Expansion and investment are compared to have a clear understanding of how expansion for a firm and investment for a individual are similar to each other and how they differ with each other.
INTRODUCTION
Firms are attracted to capture the new liberalized market segments to pronounce
their global existence and enhance their customer base. The literature
emphasizes the points that should be discussed and resolved ,before making
any decision regarding expansion. It is a design process for building a
new set-up. Expansion involves various critical factors to be considered
e.g risk of market, return from a new set-up, risk estimation, opportunity
cost, expansion revision analysis , resource availability, dominant market
study etc.
Expansion decision is a strategic decision which is related to firm's
objectives and mission. To quantify the expansion benefits is a very complex
process as analysis involves various intangible variables like brand-value,
employment generation, forward and backward integration, bringing competition
to the market etc. One can safely say expansion is a "strategic decision"
which has an eye on market, competitors and future of the firm . Psycho-socio
behavior also plays a very important role in taking expansion decisions.
Expansion Design process involves the following steps:
1.) Optimization of correlation-matrix
2.) Optimization of resource-matrix
3.) Minimization of risk
4.) Maximization of return
5.) Socio-Psycho analysis
1. Optimization of correlation-matrix
Assumptions involved in optimization of correlation-matrix are as follows:
1.) Firm has quantified the correlation factor for all its set-ups
and coming set-up also.
2.) The established set-ups(Units) of the firm are already in optimized
state.
3.) Correlation factors are constant for a range (Discreet function)
and the firm has an idea about the approximate values of correlation factor
for all practical ranges.
4.) Parameters of production are not interrelated and the firm knows
the level of parameters , it can acquire , if firm is planning to opt for
an expansion.
5.) Neoclassical growth model for production can be extended for firm's
production also.
When a firm opts for expansion, it kicks off flow of resources from
established units to the upcoming unit, in terms of assets, technology,
personnel and so on. The flow for new set-up will change the market behavior
and production of the firm.
Barro et al. (1995) have developed a neoclassic growth model for production
function of open economies.
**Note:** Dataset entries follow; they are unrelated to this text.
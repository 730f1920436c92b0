use capgrid_common::PercentScale;

#[cfg(feature = "serde")]
use serde::{Deserialize, Serialize};

/// Column names and conventions shared by every grid in a deployment.
#[cfg_attr(feature = "serde", derive(Serialize, Deserialize))]
#[cfg_attr(feature = "serde", serde(default))]
#[derive(Debug, Clone, PartialEq)]
pub struct GridConfig {
    /// How percentage cells are written. Conversion to fractions happens only
    /// at the column boundary.
    pub percent_scale: PercentScale,
    /// Cumulative earned-value percentage column.
    pub ev_column: String,
    /// Actual-cost column.
    pub actual_cost_column: String,
    /// Every budget class; an entity's budget is the sum across all of them.
    pub budget_columns: Vec<String>,
    pub forecast_column: String,
}

impl Default for GridConfig {
    fn default() -> Self {
        Self {
            percent_scale: PercentScale::Hundred,
            ev_column: "EV_PCT".to_string(),
            actual_cost_column: "AC".to_string(),
            budget_columns: vec!["ORIG".to_string(), "SOC".to_string()],
            forecast_column: "FCST".to_string(),
        }
    }
}

#[cfg(all(test, feature = "serde"))]
mod tests {
    use super::*;

    #[test]
    fn partial_config_keeps_defaults() {
        let config: GridConfig =
            serde_json::from_str(r#"{ "percent_scale": "fraction", "ev_column": "PCT" }"#)
                .unwrap();
        assert_eq!(config.percent_scale, PercentScale::Fraction);
        assert_eq!(config.ev_column, "PCT");
        assert_eq!(config.actual_cost_column, "AC");
        assert_eq!(config.budget_columns, vec!["ORIG", "SOC"]);
    }

    #[test]
    fn view_mode_is_tagged() {
        let mode: crate::ViewMode =
            serde_json::from_str(r#"{ "view": "budget", "class": "soc" }"#).unwrap();
        assert_eq!(
            mode,
            crate::ViewMode::Budget {
                class: crate::BudgetClass::Soc
            }
        );
    }
}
We are extending the same model for firm's
production because same attributes are responsible for firm's production
also.
Our aim is to recognize all resources responsible for production and
then distribute them to optimize the production of firm.
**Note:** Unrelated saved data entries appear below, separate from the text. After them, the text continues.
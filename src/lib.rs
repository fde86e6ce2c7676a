//! # Serial Scale
//!
//! A Rust library for reading a serial-port weighing scale and serving it
//! to clients that cannot open serial ports themselves, such as browsers.
//!
//! ## Features
//!
//! - Send the NCI read command and poll for the end-of-weight marker
//! - Bounded wait: a silent scale yields a timeout message, not a hang
//! - Validated serial settings updates with per-field error reporting
//! - Optional HTTP front end (`server` feature, on by default)
//!
//! ## Example
//!
//! ```no_run
//! use serial_scale::{ScaleReader, SettingsUpdate};
//!
//! fn main() -> Result<(), Box<dyn std::error::Error>> {
//!     let mut scale = ScaleReader::new("/dev/ttyUSB0");
//!     let report = scale.update_and_get_settings(&SettingsUpdate {
//!         baud_rate: Some("19200".into()),
//!         ..Default::default()
//!     });
//!     println!("Errors: {:?}", report.errors);
//!     println!("Weight: {}", scale.read_weight()?);
//!     Ok(())
//! }
//! ```

pub mod constants;
pub mod error;
pub mod port;
pub mod scale;
pub mod settings;
pub mod types;

#[cfg(feature = "server")]
pub mod server;

pub use error::{Result, ScaleError};
pub use port::{PortBackend, ScaleLink, SystemPorts};
pub use scale::ScaleReader;
pub use types::*;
P = K^a*H^b*(A*L)^(1-a-b) , 0 < a+b < 1 ......... equ(1)
where P = production, K = stock of physical capital , H = stock of human
capital , A = level of technology , L = labour
and a, b are correlation factors where 'a' is share of physical capital
and 'b' is share of human capital in production function.
The correlation factors depend on the stock of resources because marginal
utility changes with the change in stock. It is a real difficult task to
assign a continuous function which correlates the stock value and the coefficient
value. We are taking discreet function.
Prototype of the function
fn( x ) = { const A , D < x < E } = { const B , E < x < F } = { const C , F < x < G } .......................
The combination of coefficient value and stock value gives production.
Taking log both sides of equ(1) ...
logP = alogK + b logH + (1-a-b)(log(A*L)) ......... equ(2)
assume c = (1-a-b) and M = A*L
Since labour and technology are closely related, the new variable 'M' which will incorporate both and would not be related to other resources is coined.
logP = alogK + b logH + clogM
assume p = logP , k = logK ,h = logH , m = logM then the equ(2) can be rewritten as
p = ak + bh + cm ........ equ(3)
The total production of the firm can be represented as the following matrix
| a1 b1 c1 | | k1 h1 m1 | | p1 | | a2 b2 c2 | | k2 h2 m2 | | p2 | | a3 b3 c3 | | k3 h3 m3 | == | p3 | | a4 b4 c4 | | k4 h4 m4 | | p4 | | a5 b5 c5 | | k5 h5 m5 | | p5 | | .. .. .. | | .. .. .. | | .. | | an bn cn | | kn hn mn | | pn | SUM k SUM h SUM m assume a firm has n units.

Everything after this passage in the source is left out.